Это чувство вины усилилось после выхода в 1859 году книги Чарльза Дарвина «Происхождение видов». Автор делал ужасающий вывод: возможно, человек не полностью отличается от всех других животных и даже связан с некоторыми из них кровными узами. Хотя поначалу теория Дарвина была воспринята крайне неоднозначно, сама возможность того, что человек питается плотью своих дальних родственников, придала новый импульс дебатам вокруг мяса. Маятник психологического восприятия пищи, всегда колеблющийся между удовольствием и страхом, явно качнулся в сторону последнего. Сам вид мяса стал вызывать отвращение — бифштекс с кровью слишком напоминал человеческую плоть. Британцы, над которыми французы прежде посмеивались из-за варварского пристрастия к полусырой говядине, принялись пережаривать ее до состояния подошвы, что мы, собственно, делаем и сейчас.

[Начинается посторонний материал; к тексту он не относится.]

//! Condition tree types

use super::operator::{GroupOperator, Operator};
use crate::error::{CoreError, Result};
use crate::types::Value;
use serde::{Deserialize, Serialize};

/// A node of the condition tree: a leaf predicate or a boolean group
#[derive(Debug, Clone, PartialEq, Serialize, Deserialize)]
#[serde(untagged)]
pub enum ConditionNode {
    /// Single field/operator/value predicate
    Leaf(ConditionLeaf),
    /// AND/OR combinator over child nodes
    Group(ConditionGroup),
}

/// A single predicate, e.g. `customer:email starts_with "customer-1"`
#[derive(Debug, Clone, PartialEq, Serialize, Deserialize)]
pub struct ConditionLeaf {
    /// Resolvable path to the value (`dataset:collection:field` or dotted)
    pub field_address: String,
    /// Comparison operator
    pub operator: Operator,
    /// Comparison operand; absent only for `exists` / `not_exists`
    #[serde(default, skip_serializing_if = "Option::is_none")]
    pub value: Option<Value>,
}

/// Logical grouping of child conditions
#[derive(Debug, Clone, PartialEq, Serialize, Deserialize)]
pub struct ConditionGroup {
    /// How the children are combined
    pub logical_operator: GroupOperator,
    /// Children, in evaluation and rendering order
    pub conditions: Vec<ConditionNode>,
}

impl ConditionLeaf {
    /// Create a validated leaf.
    ///
    /// A `list_contains` leaf given a list value is recorded as
    /// `list_contains_any`; this is the only place the value shape picks the mode.
    pub fn new(
        field_address: impl Into<String>,
        operator: Operator,
        value: Option<Value>,
    ) -> Result<Self> {
        let leaf = Self {
            field_address: field_address.into(),
            operator,
            value,
        }
        .normalized();
        leaf.validate()?;
        Ok(leaf)
    }

    /// Leaf checking that the field is present and non-null
    pub fn exists(field_address: impl Into<String>) -> Result<Self> {
        Self::new(field_address, Operator::Exists, None)
    }

    /// Leaf checking that the field is absent or null
    pub fn not_exists(field_address: impl Into<String>) -> Result<Self> {
        Self::new(field_address, Operator::NotExists, None)
    }

    /// The operand, if the operator takes one
    pub fn expected(&self) -> Option<&Value> {
        if self.operator.requires_value() {
            self.value.as_ref()
        } else {
            None
        }
    }

    /// Human-readable form used in traces and log lines
    pub fn describe(&self) -> String {
        match self.expected() {
            Some(value) => format!("{} {} {}", self.field_address, self.operator, value),
            None => format!("{} {}", self.field_address, self.operator),
        }
    }

    fn normalized(mut self) -> Self {
        self.normalize();
        self
    }

    fn normalize(&mut self) {
        if self.operator == Operator::ListContains
            && matches!(self.value, Some(Value::Array(_)))
        {
            log::debug!(
                "list_contains on '{}' given a list, recording as list_contains_any",
                self.field_address
            );
            self.operator = Operator::ListContainsAny;
        }
    }

    /// Check the leaf invariants without modifying it
    pub fn validate(&self) -> Result<()> {
        if self.field_address.trim().is_empty() {
            return Err(CoreError::invalid("field_address must not be empty"));
        }

        if !self.operator.requires_value() {
            return Ok(());
        }

        let value = match &self.value {
            None | Some(Value::Null) => {
                return Err(CoreError::invalid(format!(
                    "operator '{}' on '{}' requires a value",
                    self.operator, self.field_address
                )))
            }
            Some(v) => v,
        };

        let fail = |reason: &str| -> Result<()> {
            Err(CoreError::invalid(format!(
                "operator '{}' on '{}' {}, got {}",
                self.operator,
                self.field_address,
                reason,
                value.type_name()
            )))
        };

        match self.operator {
            Operator::Eq | Operator::Neq => match value {
                Value::Array(items) => {
                    check_list(items).or_else(|_| fail("requires a non-empty list of scalars"))
                }
                Value::Object(_) => fail("requires a scalar or list"),
                _ => Ok(()),
            },
            Operator::Lt | Operator::Lte | Operator::Gt | Operator::Gte => match value {
                Value::Number(_) | Value::String(_) => Ok(()),
                _ => fail("requires a number or datetime string"),
            },
            Operator::Contains | Operator::NotContains => match value {
                Value::String(_) | Value::Number(_) | Value::Bool(_) => Ok(()),
                _ => fail("requires a scalar"),
            },
            Operator::StartsWith | Operator::EndsWith => match value {
                Value::String(_) => Ok(()),
                _ => fail("requires a string"),
            },
            Operator::InList | Operator::NotInList | Operator::ListContainsAny => match value {
                Value::Array(items) => {
                    check_list(items).or_else(|_| fail("requires a non-empty list of scalars"))
                }
                _ => fail("requires a list"),
            },
            Operator::ListContains => match value {
                Value::Array(_) => fail("takes a scalar; use list_contains_any for lists"),
                Value::Object(_) => fail("requires a scalar"),
                _ => Ok(()),
            },
            Operator::Exists | Operator::NotExists => Ok(()),
        }
    }
}

fn check_list(items: &[Value]) -> Result<()> {
    if items.is_empty() || items.iter().any(|v| !v.is_scalar() || v.is_null()) {
        return Err(CoreError::invalid("list operand"));
    }
    Ok(())
}

impl ConditionGroup {
    /// Create a validated group. Empty groups are rejected.
    pub fn new(logical_operator: GroupOperator, conditions: Vec<ConditionNode>) -> Result<Self> {
        let group = Self {
            logical_operator,
            conditions,
        };
        group.validate()?;
        Ok(group)
    }

    /// AND group
    pub fn and(conditions: Vec<ConditionNode>) -> Result<Self> {
        Self::new(GroupOperator::And, conditions)
    }

    /// OR group
    pub fn or(conditions: Vec<ConditionNode>) -> Result<Self> {
        Self::new(GroupOperator::Or, conditions)
    }

    /// Check arity of this group and every descendant
    pub fn validate(&self) -> Result<()> {
        if self.conditions.is_empty() {
            return Err(CoreError::invalid(format!(
                "'{}' group must contain at least one condition",
                self.logical_operator.as_str()
            )));
        }
        self.conditions.iter().try_for_each(ConditionNode::validate)
    }
}

impl ConditionNode {
    /// Create a validated leaf node with an operand
    pub fn leaf(
        field_address: impl Into<String>,
        operator: Operator,
        value: impl Into<Value>,
    ) -> Result<Self> {
        ConditionLeaf::new(field_address, operator, Some(value.into())).map(ConditionNode::Leaf)
    }

    /// Create a validated `exists` leaf node
    pub fn exists(field_address: impl Into<String>) -> Result<Self> {
        ConditionLeaf::exists(field_address).map(ConditionNode::Leaf)
    }

    /// Create a validated `not_exists` leaf node
    pub fn not_exists(field_address: impl Into<String>) -> Result<Self> {
        ConditionLeaf::not_exists(field_address).map(ConditionNode::Leaf)
    }

    /// Create a validated AND node
    pub fn and(conditions: Vec<ConditionNode>) -> Result<Self> {
        ConditionGroup::and(conditions).map(ConditionNode::Group)
    }

    /// Create a validated OR node
    pub fn or(conditions: Vec<ConditionNode>) -> Result<Self> {
        ConditionGroup::or(conditions).map(ConditionNode::Group)
    }

    /// Parse a tree from JSON, normalize `list_contains` leaves and validate
    pub fn from_json(json: &str) -> Result<Self> {
        let mut node: ConditionNode = serde_json::from_str(json)
            .map_err(|e| CoreError::invalid(format!("malformed condition tree: {}", e)))?;
        node.normalize();
        node.validate()?;
        Ok(node)
    }

    /// Check the invariants of the whole tree
    pub fn validate(&self) -> Result<()> {
        match self {
            ConditionNode::Leaf(leaf) => leaf.validate(),
            ConditionNode::Group(group) => group.validate(),
        }
    }

    fn normalize(&mut self) {
        match self {
            ConditionNode::Leaf(leaf) => leaf.normalize(),
            ConditionNode::Group(group) => group.conditions.iter_mut().for_each(Self::normalize),
        }
    }

    /// All leaves of the tree, depth-first in authored order
    pub fn leaves(&self) -> Vec<&ConditionLeaf> {
        let mut result = Vec::new();
        self.collect_leaves(&mut result);
        result
    }

    fn collect_leaves<'a>(&'a self, result: &mut Vec<&'a ConditionLeaf>) {
        match self {
            ConditionNode::Leaf(leaf) => result.push(leaf),
            ConditionNode::Group(group) => {
                for child in &group.conditions {
                    child.collect_leaves(result);
                }
            }
        }
    }

    /// Number of nested levels; a single leaf has depth 1
    pub fn depth(&self) -> usize {
        match self {
            ConditionNode::Leaf(_) => 1,
            ConditionNode::Group(group) => {
                1 + group.conditions.iter().map(Self::depth).max().unwrap_or(0)
            }
        }
    }
}

impl From<ConditionLeaf> for ConditionNode {
    fn from(leaf: ConditionLeaf) -> Self {
        ConditionNode::Leaf(leaf)
    }
}

impl From<ConditionGroup> for ConditionNode {
    fn from(group: ConditionGroup) -> Self {
        ConditionNode::Group(group)
    }
}

#[cfg(test)]
mod tests {
    use super::*;

    #[test]
    fn test_leaf_requires_value() {
        let err = ConditionLeaf::new("customer:email", Operator::Eq, None).unwrap_err();
        assert!(matches!(err, CoreError::InvalidCondition(_)));

        let err = ConditionLeaf::new("customer:email", Operator::Eq, Some(Value::Null)).unwrap_err();
        assert!(err.to_string().contains("requires a value"));
    }

    #[test]
    fn test_exists_needs_no_value() {
        let leaf = ConditionLeaf::exists("customer:name").unwrap();
        assert_eq!(leaf.operator, Operator::Exists);
        assert!(leaf.expected().is_none());
    }

    #[test]
    fn test_blank_field_address_rejected() {
        assert!(ConditionLeaf::exists("   ").is_err());
        assert!(ConditionLeaf::new("", Operator::Eq, Some("x".into())).is_err());
    }

    #[test]
    fn test_empty_group_rejected_for_both_operators() {
        assert!(matches!(
            ConditionGroup::and(vec![]),
            Err(CoreError::InvalidCondition(_))
        ));
        assert!(matches!(
            ConditionGroup::or(vec![]),
            Err(CoreError::InvalidCondition(_))
        ));
    }

    #[test]
    fn test_list_operators_need_lists() {
        assert!(ConditionLeaf::new("status", Operator::InList, Some("a".into())).is_err());
        assert!(ConditionLeaf::new("status", Operator::InList, Some(Value::Array(vec![]))).is_err());
        assert!(ConditionLeaf::new("status", Operator::NotInList, Some(vec!["a", "b"].into())).is_ok());
    }

    #[test]
    fn test_list_contains_with_list_becomes_any() {
        let leaf = ConditionLeaf::new("tags", Operator::ListContains, Some(vec!["a"].into())).unwrap();
        assert_eq!(leaf.operator, Operator::ListContainsAny);

        let leaf = ConditionLeaf::new("tags", Operator::ListContains, Some("a".into())).unwrap();
        assert_eq!(leaf.operator, Operator::ListContains);
    }

    #[test]
    fn test_raw_list_contains_with_list_fails_validation() {
        let leaf = ConditionLeaf {
            field_address: "tags".to_string(),
            operator: Operator::ListContains,
            value: Some(vec!["a", "b"].into()),
        };
        assert!(leaf.validate().is_err());
    }

    #[test]
    fn test_ordering_rejects_bool() {
        assert!(ConditionLeaf::new("age", Operator::Gt, Some(true.into())).is_err());
        assert!(ConditionLeaf::new("created_at", Operator::Gte, Some("2024-01-01".into())).is_ok());
    }

    #[test]
    fn test_nested_group_validation() {
        let raw = ConditionNode::Group(ConditionGroup {
            logical_operator: GroupOperator::And,
            conditions: vec![ConditionNode::Group(ConditionGroup {
                logical_operator: GroupOperator::Or,
                conditions: vec![],
            })],
        });
        assert!(raw.validate().is_err());
    }

    #[test]
    fn test_from_json_builds_nested_tree() {
        let json = r#"{
            "logical_operator": "and",
            "conditions": [
                {"field_address": "customer:name", "operator": "exists"},
                {"field_address": "customer:email", "operator": "starts_with", "value": "customer-1"},
                {"logical_operator": "or", "conditions": [
                    {"field_address": "customer:id", "operator": "gt", "value": 0},
                    {"field_address": "address:city", "operator": "starts_with", "value": "Example"}
                ]}
            ]
        }"#;
        let node = ConditionNode::from_json(json).unwrap();
        assert_eq!(node.leaves().len(), 4);
        assert_eq!(node.depth(), 3);
    }

    #[test]
    fn test_from_json_normalizes_list_contains() {
        let json = r#"{"field_address": "tags", "operator": "list_contains", "value": ["a", "b"]}"#;
        match ConditionNode::from_json(json).unwrap() {
            ConditionNode::Leaf(leaf) => assert_eq!(leaf.operator, Operator::ListContainsAny),
            other => panic!("Expected leaf, got {:?}", other),
        }
    }

    #[test]
    fn test_from_json_rejects_empty_group() {
        let json = r#"{"logical_operator": "or", "conditions": []}"#;
        assert!(matches!(
            ConditionNode::from_json(json),
            Err(CoreError::InvalidCondition(_))
        ));
    }

    #[test]
    fn test_describe() {
        let leaf = ConditionLeaf::new("customer:id", Operator::Gt, Some(0.into())).unwrap();
        assert_eq!(leaf.describe(), "customer:id gt 0");
        assert_eq!(ConditionLeaf::exists("customer:name").unwrap().describe(), "customer:name exists");
    }
}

РАЗДЕЛЕННЫЙ ДОМПока викторианцы пытались прийти к компромиссу с собственной телесностью, пространство, в котором они обитали, тоже менялось. До XVIII века разные социальные классы существовали в городах бок о бок, на одних и тех же улицах. Первым нарушением этой традиции стали лондонские кварталы георгианской эпохи: населенные только буржуазией и аристократией, с собственной охраной и воротами, запиравшимися на ночь, они были прямыми предшественниками наших частных коттеджных поселков. Подобные городские образования стоят у истоков классовой сегрегации в Британии, но по-настоящему эпоха социально однородных анклавов как доминирующей типологии застройки началась с появлением железных дорог. С середины XIX века все, кто мог себе это позволить, начали перебираться из центра в пригородные районы вроде Бедфорд-парка на западной окраине Лондона, построенного в 1881 году по проекту архитектора Ричарда Нормана Шоу. Бедфорд-парк с его краснокирпичными домами, островерхими крышами и извилистыми зелеными аллеями, по сути, воплощал идеализированное представление о сельском хуторе — он стал прототипом британского пригорода-сада.